*What to work on:*
The lines you return must be all those in the data that hold the string "Rewritten".

── Information ──

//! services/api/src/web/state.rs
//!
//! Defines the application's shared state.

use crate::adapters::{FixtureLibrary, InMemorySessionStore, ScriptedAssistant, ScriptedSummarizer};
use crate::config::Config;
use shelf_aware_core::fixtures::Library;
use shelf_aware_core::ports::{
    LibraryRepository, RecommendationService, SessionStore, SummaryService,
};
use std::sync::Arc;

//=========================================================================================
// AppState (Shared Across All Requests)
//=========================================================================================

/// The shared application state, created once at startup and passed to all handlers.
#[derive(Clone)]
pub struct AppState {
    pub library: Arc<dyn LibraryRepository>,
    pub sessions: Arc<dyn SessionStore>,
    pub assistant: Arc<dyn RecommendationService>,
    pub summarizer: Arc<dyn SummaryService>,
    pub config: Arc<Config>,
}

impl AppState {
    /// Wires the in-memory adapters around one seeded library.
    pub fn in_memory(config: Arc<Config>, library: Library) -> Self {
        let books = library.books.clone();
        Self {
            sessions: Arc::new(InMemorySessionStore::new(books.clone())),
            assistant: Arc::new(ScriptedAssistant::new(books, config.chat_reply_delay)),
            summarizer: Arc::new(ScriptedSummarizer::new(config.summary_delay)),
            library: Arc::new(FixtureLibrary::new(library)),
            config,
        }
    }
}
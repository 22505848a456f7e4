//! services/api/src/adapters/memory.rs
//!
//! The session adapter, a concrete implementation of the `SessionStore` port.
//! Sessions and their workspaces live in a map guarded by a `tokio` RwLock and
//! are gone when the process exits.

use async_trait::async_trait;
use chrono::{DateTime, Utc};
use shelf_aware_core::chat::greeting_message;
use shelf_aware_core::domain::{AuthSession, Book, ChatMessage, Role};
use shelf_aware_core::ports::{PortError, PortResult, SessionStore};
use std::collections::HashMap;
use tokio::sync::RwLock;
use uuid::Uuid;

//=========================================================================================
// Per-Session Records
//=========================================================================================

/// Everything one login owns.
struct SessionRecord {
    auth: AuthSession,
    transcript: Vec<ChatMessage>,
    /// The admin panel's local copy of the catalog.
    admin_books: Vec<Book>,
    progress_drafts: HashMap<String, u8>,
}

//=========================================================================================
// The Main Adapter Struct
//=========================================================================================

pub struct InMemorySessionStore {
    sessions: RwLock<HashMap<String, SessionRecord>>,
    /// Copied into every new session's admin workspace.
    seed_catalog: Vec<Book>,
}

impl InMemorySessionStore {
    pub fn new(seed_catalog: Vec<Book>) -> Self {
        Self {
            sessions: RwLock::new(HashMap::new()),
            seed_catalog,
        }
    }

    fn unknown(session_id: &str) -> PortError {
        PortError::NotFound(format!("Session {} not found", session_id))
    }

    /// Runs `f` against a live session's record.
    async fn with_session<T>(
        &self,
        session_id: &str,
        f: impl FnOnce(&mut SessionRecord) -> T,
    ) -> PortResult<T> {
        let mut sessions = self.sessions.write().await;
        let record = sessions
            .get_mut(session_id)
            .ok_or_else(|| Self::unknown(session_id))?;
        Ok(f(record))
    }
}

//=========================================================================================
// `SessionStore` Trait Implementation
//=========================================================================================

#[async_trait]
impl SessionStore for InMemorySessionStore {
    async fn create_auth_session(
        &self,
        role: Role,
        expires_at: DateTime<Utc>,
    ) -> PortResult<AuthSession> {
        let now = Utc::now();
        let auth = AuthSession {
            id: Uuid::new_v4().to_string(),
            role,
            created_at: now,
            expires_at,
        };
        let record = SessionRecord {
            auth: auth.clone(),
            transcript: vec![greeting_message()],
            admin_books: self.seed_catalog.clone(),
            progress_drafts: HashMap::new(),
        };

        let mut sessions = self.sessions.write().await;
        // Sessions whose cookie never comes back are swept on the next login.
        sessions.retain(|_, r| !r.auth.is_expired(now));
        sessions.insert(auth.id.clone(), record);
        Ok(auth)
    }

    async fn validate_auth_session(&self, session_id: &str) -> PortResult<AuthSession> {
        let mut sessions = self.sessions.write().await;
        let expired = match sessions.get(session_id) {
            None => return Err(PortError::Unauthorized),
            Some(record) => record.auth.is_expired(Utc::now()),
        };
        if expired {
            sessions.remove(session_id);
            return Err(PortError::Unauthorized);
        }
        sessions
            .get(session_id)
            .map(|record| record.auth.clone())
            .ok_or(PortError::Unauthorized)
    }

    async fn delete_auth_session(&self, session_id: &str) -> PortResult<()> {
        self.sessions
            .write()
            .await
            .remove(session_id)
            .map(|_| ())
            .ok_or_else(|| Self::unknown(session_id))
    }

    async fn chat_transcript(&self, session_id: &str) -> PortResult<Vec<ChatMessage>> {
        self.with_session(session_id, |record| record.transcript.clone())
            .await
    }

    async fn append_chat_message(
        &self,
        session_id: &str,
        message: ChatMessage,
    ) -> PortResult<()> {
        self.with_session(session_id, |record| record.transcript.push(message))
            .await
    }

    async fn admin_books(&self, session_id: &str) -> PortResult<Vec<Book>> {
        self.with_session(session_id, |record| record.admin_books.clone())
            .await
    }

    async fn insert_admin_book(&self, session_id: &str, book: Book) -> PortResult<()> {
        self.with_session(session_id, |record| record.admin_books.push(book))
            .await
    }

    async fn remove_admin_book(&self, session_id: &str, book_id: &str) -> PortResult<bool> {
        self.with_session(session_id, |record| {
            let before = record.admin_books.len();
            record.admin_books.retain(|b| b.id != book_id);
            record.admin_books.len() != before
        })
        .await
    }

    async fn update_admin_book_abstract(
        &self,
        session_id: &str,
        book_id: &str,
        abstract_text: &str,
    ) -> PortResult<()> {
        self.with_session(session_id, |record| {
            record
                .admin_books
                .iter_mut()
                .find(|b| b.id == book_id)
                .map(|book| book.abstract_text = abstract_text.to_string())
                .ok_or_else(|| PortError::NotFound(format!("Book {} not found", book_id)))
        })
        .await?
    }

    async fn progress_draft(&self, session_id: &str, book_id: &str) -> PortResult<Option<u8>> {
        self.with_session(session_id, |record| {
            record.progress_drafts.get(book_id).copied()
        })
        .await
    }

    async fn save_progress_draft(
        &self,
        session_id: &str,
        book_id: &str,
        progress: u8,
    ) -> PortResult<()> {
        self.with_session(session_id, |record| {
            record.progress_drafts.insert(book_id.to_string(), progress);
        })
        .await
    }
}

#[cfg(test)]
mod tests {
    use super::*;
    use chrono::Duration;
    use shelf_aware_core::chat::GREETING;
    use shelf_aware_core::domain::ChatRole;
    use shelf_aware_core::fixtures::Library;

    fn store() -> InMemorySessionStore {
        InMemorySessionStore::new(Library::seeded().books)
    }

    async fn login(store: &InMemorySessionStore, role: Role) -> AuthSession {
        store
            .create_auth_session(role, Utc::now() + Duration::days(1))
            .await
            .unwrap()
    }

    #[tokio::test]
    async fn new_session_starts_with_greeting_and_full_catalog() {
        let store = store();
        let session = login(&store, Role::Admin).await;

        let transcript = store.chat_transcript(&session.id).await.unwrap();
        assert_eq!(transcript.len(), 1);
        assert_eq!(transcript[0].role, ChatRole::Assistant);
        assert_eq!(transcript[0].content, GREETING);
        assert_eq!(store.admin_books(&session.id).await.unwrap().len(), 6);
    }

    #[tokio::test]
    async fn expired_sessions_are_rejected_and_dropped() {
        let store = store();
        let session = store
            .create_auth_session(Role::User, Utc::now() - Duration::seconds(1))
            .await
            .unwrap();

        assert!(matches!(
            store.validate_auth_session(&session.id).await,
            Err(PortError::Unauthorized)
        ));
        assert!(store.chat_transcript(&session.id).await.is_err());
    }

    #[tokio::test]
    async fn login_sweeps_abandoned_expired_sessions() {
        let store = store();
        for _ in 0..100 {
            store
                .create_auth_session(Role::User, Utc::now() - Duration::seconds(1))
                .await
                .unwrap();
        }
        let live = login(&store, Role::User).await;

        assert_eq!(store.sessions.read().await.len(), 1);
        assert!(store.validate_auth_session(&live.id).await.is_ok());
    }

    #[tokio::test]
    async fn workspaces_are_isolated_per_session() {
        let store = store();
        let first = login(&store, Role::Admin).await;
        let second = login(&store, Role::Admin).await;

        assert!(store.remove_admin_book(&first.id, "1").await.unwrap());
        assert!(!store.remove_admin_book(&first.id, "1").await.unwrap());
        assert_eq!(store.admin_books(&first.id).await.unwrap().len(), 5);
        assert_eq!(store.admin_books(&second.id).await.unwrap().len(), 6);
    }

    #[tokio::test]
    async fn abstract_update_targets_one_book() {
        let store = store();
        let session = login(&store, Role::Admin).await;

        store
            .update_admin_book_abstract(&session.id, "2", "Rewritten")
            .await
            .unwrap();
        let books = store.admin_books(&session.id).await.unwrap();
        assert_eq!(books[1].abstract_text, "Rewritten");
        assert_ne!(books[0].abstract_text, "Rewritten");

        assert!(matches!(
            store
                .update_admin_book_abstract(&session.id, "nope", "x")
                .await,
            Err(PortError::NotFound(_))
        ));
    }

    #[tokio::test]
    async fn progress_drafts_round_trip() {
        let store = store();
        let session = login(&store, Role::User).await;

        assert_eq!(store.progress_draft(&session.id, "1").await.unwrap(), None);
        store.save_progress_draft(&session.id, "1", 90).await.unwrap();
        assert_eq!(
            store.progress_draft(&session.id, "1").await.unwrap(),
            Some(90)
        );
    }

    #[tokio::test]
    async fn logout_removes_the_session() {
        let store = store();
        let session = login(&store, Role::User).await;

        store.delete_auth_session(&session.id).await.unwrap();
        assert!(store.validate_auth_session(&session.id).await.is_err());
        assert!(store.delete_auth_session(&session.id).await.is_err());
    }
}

───

*Task output:*
            .update_admin_book_abstract(&session.id, "2", "Rewritten")
        assert_eq!(books[1].abstract_text, "Rewritten");
        assert_ne!(books[0].abstract_text, "Rewritten");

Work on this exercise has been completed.